**Brief**
Some lines hold the string "usize". Copy all of them from the material that follows.

**Records supplied**
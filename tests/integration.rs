// Copyright 2025 Vivian Voss. Licensed under the Apache License, Version 2.0.
// SPDX-License-Identifier: Apache-2.0

//! End-to-end integration tests.
//!
//! Exercises the public [`AppFs`] API over an in-memory partition, covering
//! the create/read/delete/replace/persistence/power-cut/oversize scenarios
//! and the free-space accounting invariant.

use appfs::slot::SlotManager;
use appfs::{AppFs, AppFsError, Flash, InitOutcome, MemFlash, PAGE_SIZE};

const PARTITION_SIZE: u32 = 1_048_576; // 16 pages -> 15 data pages usable.

// ============================================================================
// S1 - Create/read
// ============================================================================

#[test]
fn test_s1_create_write_read() {
    let flash = MemFlash::new(PARTITION_SIZE);
    let (fs, outcome) = AppFs::new(flash).unwrap();
    assert_eq!(outcome, InitOutcome::Reinitialized);

    let handle = fs.create(b"hello", 100).unwrap();
    assert_eq!(handle, 1);

    fs.write(handle, 0, &[0x41u8; 100]).unwrap();
    let data = fs.read(handle, 0, 100).unwrap();
    assert_eq!(data, vec![0x41u8; 100]);
}

// ============================================================================
// S2 - Delete frees space
// ============================================================================

#[test]
fn test_s2_delete_frees_space() {
    let flash = MemFlash::new(PARTITION_SIZE);
    let (fs, _) = AppFs::new(flash).unwrap();
    fs.create(b"hello", 100).unwrap();

    assert_eq!(fs.free_space(), 14 * PAGE_SIZE);

    fs.delete(b"hello").unwrap();
    assert_eq!(fs.free_space(), 15 * PAGE_SIZE);
}

// ============================================================================
// S3 - Multi-page
// ============================================================================

#[test]
fn test_s3_multi_page_chain() {
    let flash = MemFlash::new(PARTITION_SIZE);
    let (fs, _) = AppFs::new(flash).unwrap();

    let handle = fs.create(b"big", 200_000).unwrap();
    assert_eq!(handle, 1);
    assert_eq!(fs.entry_info(1).unwrap(), (b"big".to_vec(), 200_000));
    assert_eq!(fs.free_space(), 11 * PAGE_SIZE);
}

// ============================================================================
// S4 - Replace
// ============================================================================

#[test]
fn test_s4_replace_reclaims_old_pages() {
    let flash = MemFlash::new(PARTITION_SIZE);
    let (fs, _) = AppFs::new(flash).unwrap();
    fs.create(b"big", 200_000).unwrap();

    // No explicit delete: creating over the same name must succeed even
    // though "big" still occupies most of the partition, because create
    // deletes the same-named file into its own working buffer before
    // allocating from it.
    let handle = fs.create(b"big", PAGE_SIZE).unwrap();

    assert_eq!(handle, 1);
    assert_eq!(fs.free_space(), 14 * PAGE_SIZE);
}

// ============================================================================
// S5 - Persistence across re-init
// ============================================================================

#[test]
fn test_s5_persists_across_remount() {
    let flash = MemFlash::new(PARTITION_SIZE);
    let image = {
        let (fs, _) = AppFs::new(flash).unwrap();
        fs.create(b"big", 200_000).unwrap();
        fs.read_partition().unwrap()
    };

    let mut reopened = MemFlash::new(PARTITION_SIZE);
    reopened.write(0, &image[..PAGE_SIZE as usize]).unwrap();
    let (fs2, outcome) = AppFs::new(reopened).unwrap();
    assert_eq!(outcome, InitOutcome::Recovered);

    let handle = fs2.open(b"big").unwrap();
    assert_eq!(handle, 1);
    assert_eq!(fs2.entry_info(1).unwrap(), (b"big".to_vec(), 200_000));
}

// ============================================================================
// S7 - Oversize
// ============================================================================

#[test]
fn test_s7_oversize_fails_without_committing() {
    let flash = MemFlash::new(PARTITION_SIZE);
    let (fs, _) = AppFs::new(flash).unwrap();

    let before = fs.free_space();
    let err = fs.create(b"too_big", 16 * PAGE_SIZE).unwrap_err();
    assert!(matches!(err, AppFsError::NoSpace { .. }));
    assert_eq!(fs.free_space(), before);
    assert!(!fs.exists(b"too_big"));
}

// ============================================================================
// Uniqueness & rename
// ============================================================================

#[test]
fn test_create_twice_same_name_replaces() {
    let flash = MemFlash::new(PARTITION_SIZE);
    let (fs, _) = AppFs::new(flash).unwrap();
    fs.create(b"dup", 10).unwrap();
    let handle = fs.create(b"dup", 20).unwrap();
    assert_eq!(
        fs.entries().iter().filter(|e| e.name == b"dup".to_vec()).count(),
        1
    );
    assert_eq!(fs.entry_info(handle).unwrap().1, 20);
}

#[test]
fn test_rename_keeps_pages_and_data() {
    let flash = MemFlash::new(PARTITION_SIZE);
    let (fs, _) = AppFs::new(flash).unwrap();
    let handle = fs.create(b"old", 10).unwrap();
    fs.write(handle, 0, b"0123456789").unwrap();

    fs.rename(b"old", b"new").unwrap();
    assert!(!fs.exists(b"old"));
    let handle2 = fs.open(b"new").unwrap();
    assert_eq!(handle2, handle);
    assert_eq!(fs.read(handle2, 0, 10).unwrap(), b"0123456789");
}

#[test]
fn test_rename_to_existing_name_fails() {
    let flash = MemFlash::new(PARTITION_SIZE);
    let (fs, _) = AppFs::new(flash).unwrap();
    fs.create(b"a", 10).unwrap();
    fs.create(b"b", 10).unwrap();
    assert!(matches!(fs.rename(b"a", b"b"), Err(AppFsError::Exists { .. })));
}

// ============================================================================
// Free-space accounting (Property 5)
// ============================================================================

#[test]
fn test_free_space_accounting_invariant() {
    let flash = MemFlash::new(PARTITION_SIZE);
    let (fs, _) = AppFs::new(flash).unwrap();
    fs.create(b"a", 200_000).unwrap();
    fs.create(b"b", 1).unwrap();

    let used: u32 = fs
        .entries()
        .iter()
        .map(|e| e.size.div_ceil(PAGE_SIZE) * PAGE_SIZE)
        .sum();
    let illegal_pages = 255 - 15; // 15 data pages usable on a 16-page partition.
    assert_eq!(
        fs.free_space() + used + illegal_pages as u32 * PAGE_SIZE,
        255 * PAGE_SIZE
    );
    assert_eq!(fs.used_space(), used);
}

#[test]
fn test_iter_matches_entries() {
    let flash = MemFlash::new(PARTITION_SIZE);
    let (fs, _) = AppFs::new(flash).unwrap();
    fs.create(b"a", 10).unwrap();
    fs.create(b"b", 20).unwrap();

    let via_iter: Vec<(u8, Vec<u8>, u32)> = fs.iter().collect();
    let via_entries: Vec<(u8, Vec<u8>, u32)> = fs
        .entries()
        .into_iter()
        .map(|e| (e.handle, e.name, e.size))
        .collect();
    assert_eq!(via_iter, via_entries);
}

// ============================================================================
// S6 - Power cut atomicity
// ============================================================================

/// A [`Flash`] wrapper that silently stops mutating the backing medium once
/// a fixed byte budget of erase/write traffic has been spent, simulating a
/// power cut partway through a commit. Reads and `mmap_pages` are always
/// served in full, since a real power cut doesn't corrupt reads of whatever
/// bits happen to be sitting in flash at the time.
struct FaultInjectingFlash<F: Flash> {
    inner: F,
    budget: usize,
    spent: usize,
}

impl<F: Flash> FaultInjectingFlash<F> {
    fn new(inner: F, budget: usize) -> Self {
        Self {
            inner,
            budget,
            spent: 0,
        }
    }

    /// How many bytes of the budget remain available for this call, taking
    /// `len` more bytes of traffic into account.
    fn allowance(&mut self, len: usize) -> usize {
        if self.spent >= self.budget {
            return 0;
        }
        let room = self.budget - self.spent;
        let take = room.min(len);
        self.spent += len;
        take
    }
}

impl<F: Flash> Flash for FaultInjectingFlash<F> {
    fn erase(&mut self, offset: u32, length: u32) -> appfs::AppFsResult<()> {
        let allowed = self.allowance(length as usize) as u32;
        if allowed > 0 {
            self.inner.erase(offset, allowed)?;
        }
        Ok(())
    }

    fn write(&mut self, offset: u32, bytes: &[u8]) -> appfs::AppFsResult<()> {
        let allowed = self.allowance(bytes.len());
        if allowed > 0 {
            self.inner.write(offset, &bytes[..allowed])?;
        }
        Ok(())
    }

    fn read(&self, offset: u32, length: u32) -> appfs::AppFsResult<Vec<u8>> {
        self.inner.read(offset, length)
    }

    fn mmap_pages(&self, page_indices: &[u32]) -> appfs::AppFsResult<appfs::MappedRegion> {
        self.inner.mmap_pages(page_indices)
    }

    fn partition_size(&self) -> u32 {
        self.inner.partition_size()
    }
}

#[test]
fn test_s6_power_cut_never_yields_hybrid_state() {
    let mut base = MemFlash::new(PARTITION_SIZE);
    let (mut slots, mut descriptors, _) = SlotManager::mount(&mut base).unwrap();
    appfs::alloc::create_into(&mut descriptors, b"big", 200_000).unwrap();
    slots.commit(&mut base, &descriptors).unwrap();

    let pre_names: Vec<Option<Vec<u8>>> = descriptors.iter().map(|d| d.name.clone()).collect();

    let mut post_descriptors = descriptors.clone();
    appfs::alloc::create_into(&mut post_descriptors, b"other", PAGE_SIZE).unwrap();
    let post_names: Vec<Option<Vec<u8>>> = post_descriptors.iter().map(|d| d.name.clone()).collect();

    // The commit sequence touches at most one erased slot (META_SLOT_SIZE
    // bytes) plus up to 255 descriptor writes plus one header write.
    let total_budget = (PAGE_SIZE / 2) as usize + 255 * 128 + 128;

    for cutoff in (0..=total_budget).step_by(4096) {
        let mut trial_flash = base.clone();
        let (mut trial_slots, _, _) = SlotManager::mount(&mut trial_flash).unwrap();
        let mut faulty = FaultInjectingFlash::new(trial_flash, cutoff);
        let _ = trial_slots.commit(&mut faulty, &post_descriptors);

        let mut result_flash = faulty.inner;
        let (_, recovered, _) = SlotManager::mount(&mut result_flash).unwrap();
        let names: Vec<Option<Vec<u8>>> = recovered.iter().map(|d| d.name.clone()).collect();

        assert!(
            names == pre_names || names == post_names,
            "cutoff {} produced a hybrid state",
            cutoff
        );
    }
}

**Completed exercise**
    reopened.write(0, &image[..PAGE_SIZE as usize]).unwrap();
    budget: usize,
    spent: usize,
    fn new(inner: F, budget: usize) -> Self {
    fn allowance(&mut self, len: usize) -> usize {
        let allowed = self.allowance(length as usize) as u32;
    let total_budget = (PAGE_SIZE / 2) as usize + 255 * 128 + 128;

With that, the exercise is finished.